Sunday, February 22, 2015

Lennox's 10, Part IV

In this blog entry, I continue my examination of Oxford Professor and Christian apologist John Lennox’s reactions to common objections to Christianity. This is the fourth entry in this series. The first two entries can be found here:
In the present entry, I consider Lennox’s reaction to the seventh and eighth claims which he considers, namely that the internal splintering within Christianity dividing it into doctrinally conflicted denominations implies the falsehood of Christianity and “the Bible is immoral.”

The seventh prompt is given as follows:
7) Christianity claims to be true, but there loads of denominations and they all disagree with each other, so it must be false.
The article responds:
Why does the existence of denominations imply Christianity is false? It might imply that Christians have very different personalities and cultures – or even that Christians aren't good at getting on with each other – but not that Christianity isn't true.
What’s ignored here is that the divisions where various sect and denominations clash with one another are not due primarily to the “different personalities or cultures” involved, but to the disparate and incompatible doctrinal differences which divide them theologically. In other words, the conflicts which divide the many, many denominations within Christianity arise from the very root which distinguishes Christianity from other religions, namely Christian theology.

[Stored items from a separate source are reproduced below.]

use crate::db::{TypeDatabase, TypeStore};
use crate::hierarchy::{as_supertype, is_subclass};
use crate::types::TypeId;

#[test]
fn test_wrappers_extend_number() {
    let store = TypeStore::new();
    let wk = store.well_known();
    for wrapper in [wk.byte, wk.short, wk.integer, wk.long, wk.float, wk.double] {
        assert!(is_subclass(&store, wrapper, wk.number));
        assert!(is_subclass(&store, wrapper, wk.comparable));
    }
    assert!(is_subclass(&store, wk.big_decimal, wk.number));
    assert!(!is_subclass(&store, wk.character, wk.number));
}

#[test]
fn test_collections_hierarchy() {
    let store = TypeStore::new();
    let wk = store.well_known();
    let string = store.string_type();
    let array_list = store.class_type(wk.array_list, &[string]);

    assert_eq!(
        as_supertype(&store, array_list, wk.iterable),
        Some(store.class_type(wk.iterable, &[string]))
    );
    assert!(is_subclass(&store, wk.linked_hash_map, wk.map));
    assert!(is_subclass(&store, wk.linked_hash_set, wk.set));
}

#[test]
fn test_int_range_is_list_of_integer() {
    let store = TypeStore::new();
    let wk = store.well_known();
    let range = store.class_type(wk.int_range, &[]);
    let integer = store.class_type(wk.integer, &[]);

    assert_eq!(
        as_supertype(&store, range, wk.list),
        Some(store.class_type(wk.list, &[integer]))
    );
}

#[test]
fn test_constants_are_static_final() {
    let store = TypeStore::new();
    let wk = store.well_known();
    let max = store
        .class_def(wk.integer)
        .fields
        .iter()
        .find(|f| &*f.name == "MAX_VALUE")
        .map(|f| f.ty);
    assert_eq!(max, Some(TypeId::INT));
}

#[test]
fn test_exceptions_chain() {
    let store = TypeStore::new();
    let wk = store.well_known();
    assert!(is_subclass(&store, wk.illegal_argument_exception, wk.runtime_exception));
    assert!(is_subclass(&store, wk.io_exception, wk.exception));
    assert!(!is_subclass(&store, wk.io_exception, wk.runtime_exception));
}
//! Registering the classes and methods of a compilation unit in the type store.
//!
//! Runs before checking, with mutable access to the store. Classes are
//! declared by name first so signatures may refer to classes declared later
//! in the unit. Method and class declarations remember their AST node
//! (`decl_node`) so `def` return types can be inferred on demand.

use crate::type_resolution::resolve_type_ref;
use rustc_hash::FxHashMap;
use stc_ast::{FieldDecl, NodeArena, NodeIndex, NodeKind, Param, TypeParamDecl, TypeRef};
use stc_common::SourcePos;
use stc_solver::{
    ClassId, ClassKind, FieldDef, GenericParam, MemberFlags, MethodDef, MethodId, ParamDef,
    PropertyDef, TypeDatabase, TypeId, TypeStore,
};
use std::sync::Arc;
use tracing::debug;

/// Name of the class synthesized for top-level script code.
pub const SCRIPT_CLASS_NAME: &str = "Script";

/// What `declare_unit` registered.
#[derive(Clone, Debug, Default)]
pub struct DeclaredUnit {
    pub classes: FxHashMap<NodeIndex, ClassId>,
    pub methods: FxHashMap<NodeIndex, MethodId>,
    /// Class holding the methods declared in the script body.
    pub script_class: Option<ClassId>,
    /// Annotations naming unknown classes.
    pub unresolved: Vec<(SourcePos, String)>,
}

impl DeclaredUnit {
    #[must_use]
    pub fn class_of_node(&self, node: NodeIndex) -> Option<ClassId> {
        self.classes.get(&node).copied()
    }

    #[must_use]
    pub fn method_of_node(&self, node: NodeIndex) -> Option<MethodId> {
        self.methods.get(&node).copied()
    }
}

struct Declarer<'a> {
    store: &'a mut TypeStore,
    arena: &'a NodeArena,
    unit: DeclaredUnit,
}

/// Declare every class, method and constructor of the unit rooted at `root`.
pub fn declare_unit(store: &mut TypeStore, arena: &NodeArena, root: NodeIndex) -> DeclaredUnit {
    let mut declarer = Declarer {
        store,
        arena,
        unit: DeclaredUnit::default(),
    };
    let (classes, script) = match arena.kind(root) {
        Some(NodeKind::CompilationUnit { classes, script }) => (classes.clone(), *script),
        Some(NodeKind::Class { .. }) => (vec![root], NodeIndex::NONE),
        _ => (Vec::new(), root),
    };

    for &class in &classes {
        declarer.declare_class(class);
    }
    for &class in &classes {
        declarer.link_class(class);
    }
    for &class in &classes {
        declarer.declare_members(class);
    }
    if script.is_some() {
        declarer.declare_script(script);
    }
    debug!(
        classes = declarer.unit.classes.len(),
        methods = declarer.unit.methods.len(),
        "declared unit"
    );
    declarer.unit
}

impl Declarer<'_> {
    fn resolve(&mut self, ty: &TypeRef, params: &[Arc<str>], pos: SourcePos) -> TypeId {
        match resolve_type_ref(&*self.store, ty, params) {
            Ok(resolved) => resolved,
            Err(name) => {
                self.unit.unresolved.push((pos, name));
                TypeId::DYNAMIC
            }
        }
    }

    fn declare_class(&mut self, idx: NodeIndex) {
        let arena = self.arena;
        let Some(NodeKind::Class {
            name,
            is_interface,
            is_abstract,
            ..
        }) = arena.kind(idx)
        else {
            return;
        };
        let kind = if *is_interface {
            ClassKind::Interface
        } else if *is_abstract {
            ClassKind::AbstractClass
        } else {
            ClassKind::Class
        };
        let class = self.store.declare_class(name, kind);
        self.store.class_mut(class).decl_node = Some(idx.0);
        self.unit.classes.insert(idx, class);
    }

    fn generic_params(
        &mut self,
        decls: &[TypeParamDecl],
        outer: &[Arc<str>],
        pos: SourcePos,
    ) -> Vec<GenericParam> {
        let mut names: Vec<Arc<str>> = outer.to_vec();
        names.extend(decls.iter().map(|d| Arc::from(d.name.as_str())));
        decls
            .iter()
            .map(|decl| {
                let mut param = GenericParam::new(&decl.name);
                param.upper_bounds = decl
                    .upper_bounds
                    .iter()
                    .map(|b| self.resolve(b, &names, pos))
                    .collect();
                param.lower_bound = decl.lower_bound.as_ref().map(|l| self.resolve(l, &names, pos));
                param
            })
            .collect()
    }

    fn class_param_names(&self, class: ClassId) -> Vec<Arc<str>> {
        self.store
            .class_def(class)
            .type_params
            .iter()
            .map(|p| p.name.clone())
            .collect()
    }

    /// Generic parameters, supertypes and the enclosing class.
    fn link_class(&mut self, idx: NodeIndex) {
        let arena = self.arena;
        let Some(class) = self.unit.class_of_node(idx) else {
            return;
        };
        let Some(NodeKind::Class {
            type_params,
            super_class,
            interfaces,
            outer,
            ..
        }) = arena.kind(idx)
        else {
            return;
        };
        let pos = arena.pos(idx);
        let params = self.generic_params(type_params, &[], pos);
        let names: Vec<Arc<str>> = params.iter().map(|p| p.name.clone()).collect();
        let super_type = super_class.as_ref().map(|s| self.resolve(s, &names, pos));
        let interface_types: Vec<TypeId> = interfaces
            .iter()
            .map(|i| self.resolve(i, &names, pos))
            .collect();
        let outer_class = outer.as_deref().and_then(|o| self.store.class_by_name(o));

        let def = self.store.class_mut(class);
        def.type_params = params;
        if let Some(super_type) = super_type.filter(|t| *t != TypeId::DYNAMIC) {
            def.super_class = Some(super_type);
        }
        def.interfaces = interface_types
            .into_iter()
            .filter(|t| *t != TypeId::DYNAMIC)
            .collect();
        def.outer = outer_class;
    }

    fn declare_members(&mut self, idx: NodeIndex) {
        let arena = self.arena;
        let Some(class) = self.unit.class_of_node(idx) else {
            return;
        };
        let Some(NodeKind::Class {
            fields,
            members,
            is_interface,
            ..
        }) = arena.kind(idx)
        else {
            return;
        };
        let class_params = self.class_param_names(class);
        for field in fields {
            self.declare_field(class, field, &class_params);
        }
        for &member in members {
            self.declare_member(class, member, &class_params, *is_interface);
        }
    }

    fn declare_field(&mut self, class: ClassId, field: &FieldDecl, class_params: &[Arc<str>]) {
        let ty = field
            .ty
            .as_ref()
            .map_or(TypeId::DYNAMIC, |t| self.resolve(t, class_params, field.pos));
        let mut flags = MemberFlags::empty();
        if field.is_static {
            flags |= MemberFlags::STATIC;
        }
        if field.is_final {
            flags |= MemberFlags::FINAL;
        }
        let name: Arc<str> = Arc::from(field.name.as_str());
        let def = self.store.class_mut(class);
        if field.is_property {
            def.properties.push(PropertyDef { name, ty, flags });
        } else {
            def.fields.push(FieldDef { name, ty, flags });
        }
    }

    fn params(&mut self, params: &[Param], names: &[Arc<str>], pos: SourcePos) -> Vec<ParamDef> {
        let object = self.store.object_type();
        params
            .iter()
            .map(|p| {
                let ty = p
                    .ty
                    .as_ref()
                    .map_or(object, |t| self.resolve(t, names, pos));
                let param = ParamDef::new(&p.name, ty);
                if p.default.is_some() {
                    param.with_default()
                } else {
                    param
                }
            })
            .collect()
    }

    fn declare_member(
        &mut self,
        class: ClassId,
        member: NodeIndex,
        class_params: &[Arc<str>],
        in_interface: bool,
    ) {
        let arena = self.arena;
        let pos = arena.pos(member);
        match arena.kind(member) {
            Some(NodeKind::Method {
                name,
                type_params,
                params,
                return_type,
                is_static,
                is_abstract,
                ..
            }) => {
                let generics = self.generic_params(type_params, class_params, pos);
                let mut names = class_params.to_vec();
                names.extend(generics.iter().map(|g| g.name.clone()));
                let params = self.params(params, &names, pos);
                let ret = return_type
                    .as_ref()
                    .map_or(TypeId::DYNAMIC, |r| self.resolve(r, &names, pos));
                let mut flags = MemberFlags::empty();
                if *is_static {
                    flags |= MemberFlags::STATIC;
                }
                if *is_abstract || (in_interface && !*is_static) {
                    flags |= MemberFlags::ABSTRACT;
                }
                let mut def = MethodDef::new(name, params, ret)
                    .with_flags(flags)
                    .with_type_params(generics);
                def.decl_node = Some(member.0);
                let id = self.store.add_method(class, def);
                self.unit.methods.insert(member, id);
            }
            Some(NodeKind::Constructor { params, .. }) => {
                let params = self.params(params, class_params, pos);
                let id = self.store.add_constructor(class, params);
                self.store.method_mut(id).decl_node = Some(member.0);
                self.unit.methods.insert(member, id);
            }
            _ => {}
        }
    }

    /// Methods written at the top level of a script belong to a synthetic class.
    fn declare_script(&mut self, script: NodeIndex) {
        let class = self.store.declare_class(SCRIPT_CLASS_NAME, ClassKind::Class);
        self.store.class_mut(class).decl_node = Some(script.0);
        self.unit.script_class = Some(class);
        let statements = match self.arena.kind(script) {
            Some(NodeKind::Block { statements }) => statements.clone(),
            _ => return,
        };
        for statement in statements {
            if matches!(self.arena.kind(statement), Some(NodeKind::Method { .. })) {
                self.declare_member(class, statement, &[], false);
            }
        }
    }
}

#[cfg(test)]
#[path = "tests/declarations_tests.rs"]
mod tests;
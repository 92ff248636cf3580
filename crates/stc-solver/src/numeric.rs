//! Boxing and numeric promotion.
//!
//! Arithmetic follows the dynamic runtime's rules rather than Java's: dividing
//! two integral values yields a `BigDecimal`, and `BigInteger`/`BigDecimal`
//! absorb every narrower numeric type.

use crate::db::TypeDatabase;
use crate::types::{ClassId, PrimitiveKind, TypeData, TypeId};

/// Wrapper class for a primitive (`int` -> `Integer`).
#[must_use]
pub fn wrapper_class(db: &dyn TypeDatabase, kind: PrimitiveKind) -> ClassId {
    let wk = db.well_known();
    match kind {
        PrimitiveKind::Void => wk.void,
        PrimitiveKind::Boolean => wk.boolean,
        PrimitiveKind::Char => wk.character,
        PrimitiveKind::Byte => wk.byte,
        PrimitiveKind::Short => wk.short,
        PrimitiveKind::Int => wk.integer,
        PrimitiveKind::Long => wk.long,
        PrimitiveKind::Float => wk.float,
        PrimitiveKind::Double => wk.double,
    }
}

/// Boxed form of a type; non-primitives are returned unchanged.
#[must_use]
pub fn box_type(db: &dyn TypeDatabase, ty: TypeId) -> TypeId {
    match ty.primitive_kind() {
        Some(PrimitiveKind::Void) | None => ty,
        Some(kind) => db.class_type(wrapper_class(db, kind), &[]),
    }
}

/// Primitive behind a wrapper class type, if any.
#[must_use]
pub fn unboxed_kind(db: &dyn TypeDatabase, ty: TypeId) -> Option<PrimitiveKind> {
    if let Some(kind) = ty.primitive_kind() {
        return Some(kind);
    }
    let class = db.class_of(ty)?;
    PrimitiveKind::ALL
        .into_iter()
        .filter(|kind| *kind != PrimitiveKind::Void)
        .find(|kind| wrapper_class(db, *kind) == class)
}

/// Unboxed form of a wrapper type; other types are returned unchanged.
#[must_use]
pub fn unbox_type(db: &dyn TypeDatabase, ty: TypeId) -> TypeId {
    unboxed_kind(db, ty).map_or(ty, PrimitiveKind::type_id)
}

/// Whether a type is a wrapper class (not a primitive).
#[must_use]
pub fn is_wrapper(db: &dyn TypeDatabase, ty: TypeId) -> bool {
    !ty.is_primitive() && unboxed_kind(db, ty).is_some()
}

/// Numeric category of a type, primitive or boxed.
#[derive(Clone, Copy, Debug, PartialEq, Eq, PartialOrd, Ord)]
pub enum NumericKind {
    Byte,
    Short,
    Char,
    Int,
    Long,
    BigInteger,
    Float,
    Double,
    BigDecimal,
    /// `java.lang.Number` itself: some number of unknown precision.
    Number,
}

impl NumericKind {
    #[must_use]
    pub const fn is_integral(self) -> bool {
        matches!(
            self,
            Self::Byte | Self::Short | Self::Char | Self::Int | Self::Long | Self::BigInteger
        )
    }

    /// Rank on the extended widening ladder, with the arbitrary precision
    /// types above `double`.
    #[must_use]
    pub const fn ladder_rank(self) -> u32 {
        match self {
            Self::Byte => 0,
            Self::Short => 1,
            Self::Char | Self::Int => 2,
            Self::Long => 3,
            Self::Float => 4,
            Self::Double => 5,
            Self::BigInteger => 6,
            Self::BigDecimal | Self::Number => 7,
        }
    }
}

#[must_use]
pub fn numeric_kind(db: &dyn TypeDatabase, ty: TypeId) -> Option<NumericKind> {
    if let Some(kind) = unboxed_kind(db, ty) {
        return Some(match kind {
            PrimitiveKind::Byte => NumericKind::Byte,
            PrimitiveKind::Short => NumericKind::Short,
            PrimitiveKind::Char => NumericKind::Char,
            PrimitiveKind::Int => NumericKind::Int,
            PrimitiveKind::Long => NumericKind::Long,
            PrimitiveKind::Float => NumericKind::Float,
            PrimitiveKind::Double => NumericKind::Double,
            PrimitiveKind::Void | PrimitiveKind::Boolean => return None,
        });
    }
    let class = db.class_of(ty)?;
    let wk = db.well_known();
    if class == wk.big_integer {
        Some(NumericKind::BigInteger)
    } else if class == wk.big_decimal {
        Some(NumericKind::BigDecimal)
    } else if class == wk.number {
        Some(NumericKind::Number)
    } else {
        None
    }
}

#[must_use]
pub fn is_numeric(db: &dyn TypeDatabase, ty: TypeId) -> bool {
    numeric_kind(db, ty).is_some()
}

/// Whether a type is `boolean` or `Boolean`.
#[must_use]
pub fn is_boolean(db: &dyn TypeDatabase, ty: TypeId) -> bool {
    ty == TypeId::BOOLEAN || db.class_of(ty) == Some(db.well_known().boolean)
}

/// Whether a type is `String` or `GString`.
#[must_use]
pub fn is_string_like(db: &dyn TypeDatabase, ty: TypeId) -> bool {
    let wk = db.well_known();
    matches!(db.class_of(ty), Some(class) if class == wk.string || class == wk.gstring)
}

/// Arithmetic operators with numeric promotion rules.
#[derive(Clone, Copy, Debug, PartialEq, Eq)]
pub enum NumericOp {
    Plus,
    Minus,
    Multiply,
    Divide,
    IntDivide,
    Mod,
    Power,
    Shift,
    Bitwise,
}

fn kind_type(db: &dyn TypeDatabase, kind: NumericKind) -> TypeId {
    let wk = db.well_known();
    match kind {
        NumericKind::Byte | NumericKind::Short | NumericKind::Char | NumericKind::Int => {
            TypeId::INT
        }
        NumericKind::Long => TypeId::LONG,
        NumericKind::Float | NumericKind::Double => TypeId::DOUBLE,
        NumericKind::BigInteger => db.class_type(wk.big_integer, &[]),
        NumericKind::BigDecimal => db.class_type(wk.big_decimal, &[]),
        NumericKind::Number => db.class_type(wk.number, &[]),
    }
}

/// Result type of `left op right` for numeric operands, or `None` when the
/// operator is not defined for the pair.
#[must_use]
pub fn numeric_binary_result(
    db: &dyn TypeDatabase,
    op: NumericOp,
    left: TypeId,
    right: TypeId,
) -> Option<TypeId> {
    if op == NumericOp::Bitwise && is_boolean(db, left) && is_boolean(db, right) {
        return Some(TypeId::BOOLEAN);
    }
    let lk = numeric_kind(db, left)?;
    let rk = numeric_kind(db, right)?;
    let either = |k: NumericKind| lk == k || rk == k;
    let both_integral = lk.is_integral() && rk.is_integral();
    let float_like = |k: NumericKind| matches!(k, NumericKind::Float | NumericKind::Double);

    let result = match op {
        NumericOp::Plus | NumericOp::Minus | NumericOp::Multiply | NumericOp::Mod => {
            if either(NumericKind::Number) {
                NumericKind::Number
            } else if either(NumericKind::BigDecimal) {
                NumericKind::BigDecimal
            } else if float_like(lk) || float_like(rk) {
                NumericKind::Double
            } else if either(NumericKind::BigInteger) {
                NumericKind::BigInteger
            } else if either(NumericKind::Long) {
                NumericKind::Long
            } else {
                NumericKind::Int
            }
        }
        NumericOp::Divide => {
            if float_like(lk) || float_like(rk) {
                NumericKind::Double
            } else if either(NumericKind::Number) {
                NumericKind::Number
            } else {
                NumericKind::BigDecimal
            }
        }
        NumericOp::IntDivide => {
            if !both_integral {
                return None;
            }
            if either(NumericKind::BigInteger) {
                NumericKind::BigInteger
            } else if either(NumericKind::Long) {
                NumericKind::Long
            } else {
                NumericKind::Int
            }
        }
        NumericOp::Power => {
            if either(NumericKind::BigDecimal) {
                NumericKind::BigDecimal
            } else if float_like(lk) || float_like(rk) {
                NumericKind::Double
            } else {
                NumericKind::Number
            }
        }
        NumericOp::Shift => {
            if !both_integral {
                return None;
            }
            match lk {
                NumericKind::BigInteger => NumericKind::BigInteger,
                NumericKind::Long => NumericKind::Long,
                _ => NumericKind::Int,
            }
        }
        NumericOp::Bitwise => {
            if !both_integral {
                return None;
            }
            if either(NumericKind::BigInteger) {
                NumericKind::BigInteger
            } else if either(NumericKind::Long) {
                NumericKind::Long
            } else {
                NumericKind::Int
            }
        }
    };
    Some(kind_type(db, result))
}

/// Component type of an array type.
#[must_use]
pub fn array_component(db: &dyn TypeDatabase, ty: TypeId) -> Option<TypeId> {
    match db.lookup(ty) {
        TypeData::Array(component) => Some(component),
        _ => None,
    }
}

#[cfg(test)]
#[path = "tests/numeric_tests.rs"]
mod tests;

The vast majority of denominations have arisen due to conflicts over specific Christian doctrines, such as the nature salvation, the nature of authority, the nature of fellowship, the nature of sin, the nature of redemption, the nature of creation, the nature of providence, the nature of human volition, the nature of revelation, the nature of interpretation, the nature of sexual orientation, the nature of mental disorders, the nature of genetic disorders, etc., etc.

Doctrinal disputes are already evident even in Paul’s letters, documents included in the New Testament! That’s how far back divisions within Christianity can be traced; and they just mushroom from that point, Christianity’s very inception. Paul labored furiously to correct churches he nurtured from straying from what he considered the true path. In many cases he had either founded the church or at least personally visited it and taught there, and yet later he would learn that they’re departing from the teachings he had given them. Where’s the “Holy Spirit” in all this? Isn’t the “Holy Spirit” supposed to ensure that believers maintain their salvation and remain on the true path? What exactly were Paul’s teachings when he visited these churches? If we go by the letters he wrote, what he taught does not mirror much of what we read in the gospel narratives. Moreover, a comparison of the book of Acts with Paul’s letters reveals some disheartening conflicts as well.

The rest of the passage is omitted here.